Honour and respect for your significant other is one of the strongest pillars in a relationship.
Kisubika says it is important to genuinely respect them and not just to make a show of it in front of them. Respect each other’s needs, wants, weaknesses, strengths, dreams and goals. Respect,like trust, is earned, and not demanded.
Agnes, a hair stylist, says there is mutual respect with her husband, even though she earns slightly more than he does. This respect, she says, has carried forward into the way their children act and behave around their peers and teachers.
“A strong relationship thrives on meaningful communication,” Kisibuka advises.
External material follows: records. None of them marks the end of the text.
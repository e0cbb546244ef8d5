//! Hierarchical property labels.
//!
//! A label names a location in a value graph by joining property names
//! with a separator, e.g. `"user.address.city"` or `"items.0"`.

use crate::error::{CoreError, Result};

/// Default separator between the segments of a label.
pub const DEFAULT_SEPARATOR: &str = ".";

/// Name reserved for a monitor's tracking context. It is never copied by
/// [`deep_clone`](crate::deep_clone) and never tracked as a property.
pub const CONTEXT_KEY: &str = "$context";

/// Builds and validates labels for one separator.
#[derive(Clone, Debug, PartialEq, Eq, Hash)]
pub struct PathLabel {
    separator: String,
}

impl PathLabel {
    pub fn new(separator: impl Into<String>) -> Self {
        Self {
            separator: separator.into(),
        }
    }

    pub fn separator(&self) -> &str {
        &self.separator
    }

    /// Reject property names containing the separator.
    pub fn validate(&self, name: &str) -> Result<()> {
        if !self.separator.is_empty() && name.contains(self.separator.as_str()) {
            return Err(CoreError::InvalidPropertyName {
                name: name.to_string(),
                separator: self.separator.clone(),
            });
        }
        Ok(())
    }

    /// Label of property `name` below `prefix`. The prefix is either empty
    /// or already ends with the separator.
    pub fn join(&self, prefix: &str, name: &str) -> String {
        let mut label = String::with_capacity(prefix.len() + name.len());
        label.push_str(prefix);
        label.push_str(name);
        label
    }

    /// Prefix used for properties nested below `label`.
    pub fn child_prefix(&self, label: &str) -> String {
        let mut prefix = String::with_capacity(label.len() + self.separator.len());
        prefix.push_str(label);
        prefix.push_str(&self.separator);
        prefix
    }

    /// Split a label into its segments.
    pub fn split<'a>(&self, label: &'a str) -> Vec<&'a str> {
        if self.separator.is_empty() {
            return vec![label];
        }
        label.split(self.separator.as_str()).collect()
    }

    /// Final segment of a label.
    pub fn last_segment<'a>(&self, label: &'a str) -> &'a str {
        if self.separator.is_empty() {
            return label;
        }
        label
            .rsplit_once(self.separator.as_str())
            .map(|(_, last)| last)
            .unwrap_or(label)
    }

    /// Labels of every strict ancestor, shortest first.
    ///
    /// `"a.b.c"` yields `["a", "a.b"]`.
    pub fn ancestors<'a>(&self, label: &'a str) -> Vec<&'a str> {
        if self.separator.is_empty() {
            return Vec::new();
        }
        label
            .match_indices(self.separator.as_str())
            .map(|(index, _)| &label[..index])
            .collect()
    }

    /// Number of segments.
    pub fn depth(&self, label: &str) -> usize {
        self.split(label).len()
    }
}

impl Default for PathLabel {
    fn default() -> Self {
        Self::new(DEFAULT_SEPARATOR)
    }
}

#[cfg(test)]
mod tests {
    use super::*;

    #[test]
    fn test_validate_rejects_separator() {
        let labels = PathLabel::default();
        assert!(labels.validate("plain").is_ok());
        assert!(matches!(
            labels.validate("with.period"),
            Err(CoreError::InvalidPropertyName { .. })
        ));

        let piped = PathLabel::new("|");
        assert!(piped.validate("with.period").is_ok());
        assert!(piped.validate("with|pipe").is_err());
    }

    #[test]
    fn test_join_and_child_prefix() {
        let labels = PathLabel::default();
        let label = labels.join("", "obj");
        assert_eq!(label, "obj");

        let prefix = labels.child_prefix(&label);
        assert_eq!(prefix, "obj.");
        assert_eq!(labels.join(&prefix, "x"), "obj.x");
    }

    #[test]
    fn test_split_and_segments() {
        let labels = PathLabel::new("::");
        assert_eq!(labels.split("a::b::c"), vec!["a", "b", "c"]);
        assert_eq!(labels.last_segment("a::b::c"), "c");
        assert_eq!(labels.last_segment("single"), "single");
        assert_eq!(labels.depth("a::b::c"), 3);
        assert_eq!(labels.ancestors("a::b::c"), vec!["a", "a::b"]);
        assert!(labels.ancestors("a").is_empty());
    }
}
Great communication exists when words, thoughts and ideas of both parties are respectfully received and understood. Discussing things likes preferences and dislikes, ambitions, successes and failures helps us understand the other person from many perspectives and serves to further cement and build the relationship.
She added, “Don’t do the silent treatment thing. Learn to communicate well. Resolving complex issues become easier as you can literally talk about anything.”
Being able to rely on someone to be there for you through thick and thin is a vital element in an intimate relationship. Having someone put in their best effort in a relationship, keeping you near or at the top of their priority list can help make a relationship strong and healthy.
We all know relationships are not rosy. They have their ups and downs, and when one commits completely, it helps the relationship to become resilient during the times when there are more thorns than roses.
Kisibuka concludes, “Everything in a relationship works both ways. There has to be mutual respect, mutual trust, commitment to each other and mutual understanding brought about by great communication. Both parties have to endeavour to make the relationship work or it’ll all be in vain.”